Fashion, social attitudes, politics – many elements of American life began changing rapidly in the early 1960s, and that definitely included music. The early rock-and-roll greaser days of Elvis Presley, Fats Domino and Jerry Lee Lewis had given way to folk music by Peter, Paul & Mary, Bob Dylan and the Kingston Trio.
In Oklahoma, a young Blanchard High School graduate was ready to chart her way in the music business. Jody Miller and her husband Monty Brooks loaded their car and headed west on Route 66 – destination: Hollywood.
“Not long after we landed in L.A., I got a contract with Capitol Records,” Miller says. “I was a very happy girl, because everything I cut charted. I was recording folk music then, and I felt great. I was busy all the time recording or performing on shows like ‘Shindig’ or ‘American Bandstand.’ Then I found out I was expecting.”
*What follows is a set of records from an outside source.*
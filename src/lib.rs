//! Vesper: a query-plan execution core for database clients.
//!
//! A client-side query compiler produces plans as JSON trees; this crate
//! deserializes them, renders their SQL templates against a driver
//! adapter, reshapes the raw rows into typed results, and manages
//! interactive transaction lifecycles with start and execution timeouts.

#![warn(missing_docs)]

pub mod config;
pub mod driver;
pub mod error;
pub mod exec;
pub mod plan;
pub mod txn;
pub mod value;

pub use config::{EngineConfig, IsolationLevel, Provider, TransactionOptions};
pub use driver::{
    DriverAdapter, DriverError, DriverErrorKind, DriverTransaction, QueryEvent, QueryObserver,
    Queryable, ResultSet, SqlStatement,
};
pub use error::{EngineError, Result};
pub use exec::{GeneratorRegistry, Interpreter, ValueGenerator};
pub use plan::PlanNode;
pub use txn::{TransactionError, TransactionManager};
pub use value::Value;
In those days, she said, being pregnant while working and traveling was frowned upon by her label.
“I was working in Europe early in my pregnancy,” Miller says. “I was recording in German and in Italian, which was very difficult. Not only learning the language, but trying to breathe from my diaphragm while pregnant.”
When Miller learned she had been invited to perform at the prestigious Sanremo Music Festival in Italy, she worried she wouldn’t be allowed to travel.
“But Capitol let me go,” she says. “I performed a new song I had just recorded, ‘Io Che Non Vivo.’ It was a beautiful song, and Dusty Springfield had a hit with it a few years later when she released it in English as ‘You Don’t Have to Say You Love Me.’ That festival was certainly one of the highlights of my career.”
When she returned to the States, Miller moved into pop and country, with a new song called “Queen of the House.” Upon its release, it rose to the top of the charts, just missing the number one spot.
“Back then, chart position relied on record sales,” Miller says. “The printing plant north of Los Angeles couldn’t keep up with the demand, so I just missed hitting the top. But that was overshadowed, because two weeks later, I had my baby! My beautiful daughter Robin was born on Saturday, before Mother’s Day on Sunday. The first night we brought her home from the hospital, we slept on the floor in her nursery. We loved that baby so much. That spring of 1965 was definitely my year.”
Early in 1966, “Queen of the House” earned Miller a Grammy Award. Her career continued to flourish through the 1970s and early 1980s. Today, at 76, Miller has reinvented herself once again, touring with daughter Robin and grandson Montana Sullivan.
“We call our act ‘Three Generations,’” Miller says. “We open our show together, then I do a few of my radio hits. Robin performs, then Montana. He writes and performs his own music, and really is a genius! So, life these days is good. And every year on Mother’s Day, I remember that first one in 1965. I really have been blessed.”